69) My Danish Family

I grew up in a small town, surrounded by forest and swamps, near the border of Russia and Belarus and Ukraine. Basically up until I was 8 years old, that is all I had seen. At that point, we did not have a lot of money, it was the 90s/beginning of 2000s, the money was scarce. I was raised by my grandmother, who was a school teacher. Even for her, it was difficult for her to raise me, because sometimes they would not pay out the salary on time. She told me how sometimes she was concerned how she is going to buy milk for me. The area I grew up in is considered an area with high radiation due to the Chernobyl disaster. The radiation cloud covered some of the areas in Belarus and Russia, because of the wind that blew East, so my town was one of those that got some of the radiation and some people were evacuated at that point. But my family stayed, it was optional whether you wanted to leave or not. 

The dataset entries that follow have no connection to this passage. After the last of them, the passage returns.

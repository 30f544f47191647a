//! Static chart rendering to **SVG** or **PNG** (chosen by file extension).
//!
//! - Regional bar chart with `$N.Nk` value labels
//! - BMI histogram with dashed category reference lines
//! - Age vs. charges scatter, coloured by smoker status, with an inside legend
//!
//! Scales, captions and category lines come from [`crate::dashboard`], so these files
//! match what the desktop dashboard shows.

pub mod text;
pub mod types;
pub mod util;

pub use types::{ChartKind, DEFAULT_HEIGHT, DEFAULT_WIDTH, ImageFormat};

use crate::dashboard::Dashboard;
use crate::dashboard::hover::{SMOKER_GROUPS, group_members};
use crate::dashboard::scales::{
    histogram_x_domain, histogram_y_domain, regional_y_domain, scatter_domains,
    visible_reference_lines,
};
use crate::format::{dollars_k, dollars_k1, trimmed};
use crate::models::{HistogramBin, Record, RegionalAverage};
use anyhow::{Context, Result, anyhow};

use plotters::backend::DrawingBackend;
use plotters::coord::Shift;
use plotters::prelude::*;
use plotters::style::FontFamily;
use plotters::style::text_anchor::{HPos, Pos, VPos};

use plotters_bitmap::BitMapBackend;
use plotters_svg::SVGBackend;

use std::ops::Range;
use std::path::{Path, PathBuf};
use std::sync::Once;

use text::fit_label;
use util::{
    compute_left_label_area_px, primary_color, secondary_color, smoker_color, success_color,
    warning_color,
};

/// One-time registration for a fallback "sans-serif" font when using the `ab_glyph` text path.
/// Required because `ab_glyph` doesn't discover OS fonts.
static INIT_FONTS: Once = Once::new();

fn ensure_fonts_registered() {
    INIT_FONTS.call_once(|| {
        // from `src/viz/mod.rs` → project root → `assets/DejaVuSans.ttf`
        let _ = plotters::style::register_font(
            "sans-serif",
            plotters::style::FontStyle::Normal,
            include_bytes!("../../assets/DejaVuSans.ttf"),
        );
    });
}

const MARGIN: u32 = 16;
const TICK_FONT_PX: u32 = 12;
const BAR_PADDING: f64 = 0.15;
const Y_TICKS: usize = 6;

fn is_svg(path: &Path) -> bool {
    path.extension()
        .and_then(|s| s.to_str())
        .is_some_and(|e| e.eq_ignore_ascii_case("svg"))
}

fn plot_err<E: std::fmt::Debug>(e: E) -> anyhow::Error {
    anyhow!("{:?}", e)
}

/// Render one dashboard chart to `out_path`.
pub fn plot_chart<P: AsRef<Path>>(
    kind: ChartKind,
    dashboard: &Dashboard,
    out_path: P,
    width: u32,
    height: u32,
) -> Result<()> {
    match kind {
        ChartKind::RegionalBars => plot_regional_bars(&dashboard.regional, out_path, width, height),
        ChartKind::BmiHistogram => plot_bmi_histogram(&dashboard.bmi_bins, out_path, width, height),
        ChartKind::AgeCharges => plot_age_charges(&dashboard.records, out_path, width, height),
    }
}

/// Render all three charts into `dir` as `regional.*`, `bmi.*` and `scatter.*`.
/// Returns the written paths.
pub fn render_all<P: AsRef<Path>>(
    dashboard: &Dashboard,
    dir: P,
    format: ImageFormat,
    width: u32,
    height: u32,
) -> Result<Vec<PathBuf>> {
    let dir = dir.as_ref();
    std::fs::create_dir_all(dir).with_context(|| format!("create {}", dir.display()))?;
    let mut written = Vec::new();
    for kind in ChartKind::ALL {
        let path = dir.join(format!("{}.{}", kind.file_stem(), format.extension()));
        plot_chart(kind, dashboard, &path, width, height)
            .with_context(|| format!("render {}", kind.title()))?;
        written.push(path);
    }
    Ok(written)
}

/// Bar chart of average charges per region, in the order given.
pub fn plot_regional_bars<P: AsRef<Path>>(
    rows: &[RegionalAverage],
    out_path: P,
    width: u32,
    height: u32,
) -> Result<()> {
    let y = regional_y_domain(rows).ok_or_else(|| anyhow!("no data to plot"))?;
    ensure_fonts_registered();
    let out_path = out_path.as_ref();
    let path_string = out_path.to_string_lossy().into_owned();

    if is_svg(out_path) {
        let root = SVGBackend::new(path_string.as_str(), (width, height)).into_drawing_area();
        draw_regional_bars(root, rows, y)
    } else {
        let root = BitMapBackend::new(path_string.as_str(), (width, height)).into_drawing_area();
        draw_regional_bars(root, rows, y)
    }
}

/// Histogram bars over the BMI bins, with reference lines for the BMI categories.
pub fn plot_bmi_histogram<P: AsRef<Path>>(
    bins: &[HistogramBin],
    out_path: P,
    width: u32,
    height: u32,
) -> Result<()> {
    let x = histogram_x_domain(bins).ok_or_else(|| anyhow!("no data to plot"))?;
    let y = histogram_y_domain(bins).ok_or_else(|| anyhow!("no data to plot"))?;
    ensure_fonts_registered();
    let out_path = out_path.as_ref();
    let path_string = out_path.to_string_lossy().into_owned();

    if is_svg(out_path) {
        let root = SVGBackend::new(path_string.as_str(), (width, height)).into_drawing_area();
        draw_bmi_histogram(root, bins, x, y)
    } else {
        let root = BitMapBackend::new(path_string.as_str(), (width, height)).into_drawing_area();
        draw_bmi_histogram(root, bins, x, y)
    }
}

/// Scatter of age vs. charges, one colour per smoker status.
pub fn plot_age_charges<P: AsRef<Path>>(
    records: &[Record],
    out_path: P,
    width: u32,
    height: u32,
) -> Result<()> {
    let (x, y) = scatter_domains(records).ok_or_else(|| anyhow!("no data to plot"))?;
    ensure_fonts_registered();
    let out_path = out_path.as_ref();
    let path_string = out_path.to_string_lossy().into_owned();

    if is_svg(out_path) {
        let root = SVGBackend::new(path_string.as_str(), (width, height)).into_drawing_area();
        draw_age_charges(root, records, x, y)
    } else {
        let root = BitMapBackend::new(path_string.as_str(), (width, height)).into_drawing_area();
        draw_age_charges(root, records, x, y)
    }
}

fn draw_regional_bars<DB>(
    root: DrawingArea<DB, Shift>,
    rows: &[RegionalAverage],
    y: Range<f64>,
) -> Result<()>
where
    DB: DrawingBackend,
{
    let kind = ChartKind::RegionalBars;
    root.fill(&WHITE).map_err(plot_err)?;

    let n = rows.len();
    let left_px = compute_left_label_area_px(y.start, y.end, Y_TICKS, TICK_FONT_PX, dollars_k);
    let (root_w, _) = root.dim_in_pixel();
    let band_px = (root_w.saturating_sub(left_px + 2 * MARGIN) / n.max(1) as u32).max(1);

    let mut chart = ChartBuilder::on(&root)
        .margin(MARGIN)
        .caption(kind.title(), (FontFamily::SansSerif, 22))
        .set_label_area_size(LabelAreaPosition::Left, left_px)
        .set_label_area_size(LabelAreaPosition::Bottom, 56)
        .build_cartesian_2d(0f64..n as f64, y)
        .map_err(plot_err)?;

    // Ticks fall every half band; only the band centres carry a region name.
    let x_label_fmt = |x: &f64| region_label(rows, *x, band_px);
    let y_label_fmt = |v: &f64| dollars_k(*v);

    chart
        .configure_mesh()
        .disable_x_mesh()
        .x_desc(kind.x_desc())
        .y_desc(kind.y_desc())
        .x_labels(2 * n + 1)
        .y_labels(Y_TICKS)
        .x_label_formatter(&x_label_fmt)
        .y_label_formatter(&y_label_fmt)
        .label_style((FontFamily::SansSerif, TICK_FONT_PX))
        .axis_desc_style((FontFamily::SansSerif, 16))
        .draw()
        .map_err(plot_err)?;

    let fill = primary_color().filled();
    chart
        .draw_series(rows.iter().enumerate().map(|(i, r)| {
            let x0 = i as f64 + BAR_PADDING;
            let x1 = i as f64 + 1.0 - BAR_PADDING;
            Rectangle::new([(x0, 0.0), (x1, r.avg_charges)], fill)
        }))
        .map_err(plot_err)?;

    let value_style = (FontFamily::SansSerif, TICK_FONT_PX)
        .into_text_style(&root)
        .pos(Pos::new(HPos::Center, VPos::Bottom));
    chart
        .draw_series(rows.iter().enumerate().map(|(i, r)| {
            EmptyElement::at((i as f64 + 0.5, r.avg_charges))
                + Text::new(dollars_k1(r.avg_charges), (0, -6), value_style.clone())
        }))
        .map_err(plot_err)?;

    root.present().map_err(plot_err)?;
    Ok(())
}

/// Region name for an x tick at a band centre `i + 0.5`; empty for every other tick.
fn region_label(rows: &[RegionalAverage], x: f64, band_px: u32) -> String {
    let band = x - 0.5;
    let i = band.round();
    if i < 0.0 || (band - i).abs() > 1e-6 {
        return String::new();
    }
    rows.get(i as usize)
        .map(|r| fit_label(&r.region, TICK_FONT_PX, band_px))
        .unwrap_or_default()
}

fn draw_bmi_histogram<DB>(
    root: DrawingArea<DB, Shift>,
    bins: &[HistogramBin],
    x: Range<f64>,
    y: Range<f64>,
) -> Result<()>
where
    DB: DrawingBackend,
{
    let kind = ChartKind::BmiHistogram;
    root.fill(&WHITE).map_err(plot_err)?;

    let count_fmt = |v: f64| trimmed(v, 0);
    let left_px = compute_left_label_area_px(y.start, y.end, Y_TICKS, TICK_FONT_PX, count_fmt);
    let (y_top, x_span) = (y.end, x.clone());

    let mut chart = ChartBuilder::on(&root)
        .margin(MARGIN)
        .caption(kind.title(), (FontFamily::SansSerif, 22))
        .set_label_area_size(LabelAreaPosition::Left, left_px)
        .set_label_area_size(LabelAreaPosition::Bottom, 56)
        .build_cartesian_2d(x, y)
        .map_err(plot_err)?;

    let x_label_fmt = |v: &f64| trimmed(*v, 1);
    let y_label_fmt = |v: &f64| count_fmt(*v);
    chart
        .configure_mesh()
        .disable_x_mesh()
        .x_desc(kind.x_desc())
        .y_desc(kind.y_desc())
        .x_labels(10)
        .y_labels(Y_TICKS)
        .x_label_formatter(&x_label_fmt)
        .y_label_formatter(&y_label_fmt)
        .label_style((FontFamily::SansSerif, TICK_FONT_PX))
        .axis_desc_style((FontFamily::SansSerif, 16))
        .draw()
        .map_err(plot_err)?;

    let fill = secondary_color().filled();
    chart
        .draw_series(bins.iter().map(|b| {
            // thin gap between neighbouring bars
            let gap = (b.x1 - b.x0) * 0.02;
            Rectangle::new([(b.x0 + gap, 0.0), (b.x1 - gap, b.count as f64)], fill)
        }))
        .map_err(plot_err)?;

    // Dashed reference lines, built from short segments.
    const DASHES: usize = 40;
    let label_style = (FontFamily::SansSerif, 11)
        .into_text_style(&root)
        .pos(Pos::new(HPos::Left, VPos::Top));
    for line in visible_reference_lines(&x_span) {
        let color = if line.warning {
            warning_color()
        } else {
            success_color()
        };
        let stroke = color.mix(0.5).stroke_width(2);
        let seg = y_top / DASHES as f64;
        chart
            .draw_series((0..DASHES).step_by(2).map(|k| {
                let y0 = seg * k as f64;
                PathElement::new(vec![(line.value, y0), (line.value, y0 + seg)], stroke)
            }))
            .map_err(plot_err)?;
        chart
            .draw_series(std::iter::once(
                EmptyElement::at((line.value, y_top))
                    + Text::new(line.label, (5, 4), label_style.clone().color(&color)),
            ))
            .map_err(plot_err)?;
    }

    root.present().map_err(plot_err)?;
    Ok(())
}

fn draw_age_charges<DB>(
    root: DrawingArea<DB, Shift>,
    records: &[Record],
    x: Range<f64>,
    y: Range<f64>,
) -> Result<()>
where
    DB: DrawingBackend,
{
    let kind = ChartKind::AgeCharges;
    root.fill(&WHITE).map_err(plot_err)?;

    let left_px = compute_left_label_area_px(y.start, y.end, 8, TICK_FONT_PX, dollars_k);
    let mut chart = ChartBuilder::on(&root)
        .margin(MARGIN)
        .caption(kind.title(), (FontFamily::SansSerif, 22))
        .set_label_area_size(LabelAreaPosition::Left, left_px)
        .set_label_area_size(LabelAreaPosition::Bottom, 56)
        .build_cartesian_2d(x, y)
        .map_err(plot_err)?;

    let x_label_fmt = |v: &f64| trimmed(*v, 0);
    let y_label_fmt = |v: &f64| dollars_k(*v);
    chart
        .configure_mesh()
        .x_desc(kind.x_desc())
        .y_desc(kind.y_desc())
        .x_labels(10)
        .y_labels(8)
        .x_label_formatter(&x_label_fmt)
        .y_label_formatter(&y_label_fmt)
        .label_style((FontFamily::SansSerif, TICK_FONT_PX))
        .axis_desc_style((FontFamily::SansSerif, 16))
        .draw()
        .map_err(plot_err)?;

    for label in SMOKER_GROUPS {
        let pts: Vec<&Record> = group_members(records, label).collect();
        let Some(first) = pts.first() else {
            continue;
        };
        let color = smoker_color(&first.smoker);
        chart
            .draw_series(
                pts.iter()
                    .map(|r| Circle::new((r.age, r.charges), 4, color.mix(0.7).filled())),
            )
            .map_err(plot_err)?
            .label(label)
            .legend(move |(x, y)| Circle::new((x + 8, y), 5, color.mix(0.7).filled()));
    }

    chart
        .configure_series_labels()
        .border_style(BLACK)
        .position(SeriesLabelPosition::UpperRight)
        .background_style(WHITE.mix(0.85))
        .label_font((FontFamily::SansSerif, 14))
        .draw()
        .map_err(plot_err)?;

    root.present().map_err(plot_err)?;
    Ok(())
}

After the Chernobyl disaster, a lot of European organisations wanted to see the consequences of how the radiation affects people and help those people, especially children. One of the ways they helped was to take those children on vacation or trips for a month to host families or to children camps in Europe. And one of the organisations that helped was a Danish organisation which every summer, had two busses of children going from the Western part of Russia through Belarus, Poland, Germany and finally to Denmark. For kids that are eight years old, that is an unbelievable long trip to take. Some of the kids they took were orphans, some had health complications or developed slower due to radiation when they were born. And some of them were just taken because they did not have enough for holidays. I was not orphaned, and as far as I know my health was not affected, but I was still with them on this trip. I remember my grandmother asking me, ‘do you want to go to a country named Denmark?’. And I completely did not know what that was at that point. I remember her showing me the map and it was a small, small dot on the map compared to the huge Russia. That was interesting for me, I was excited. It was me and another girl who would be with that host family, and we had no idea, what kind of family that would be, who would be those people, nothing about it.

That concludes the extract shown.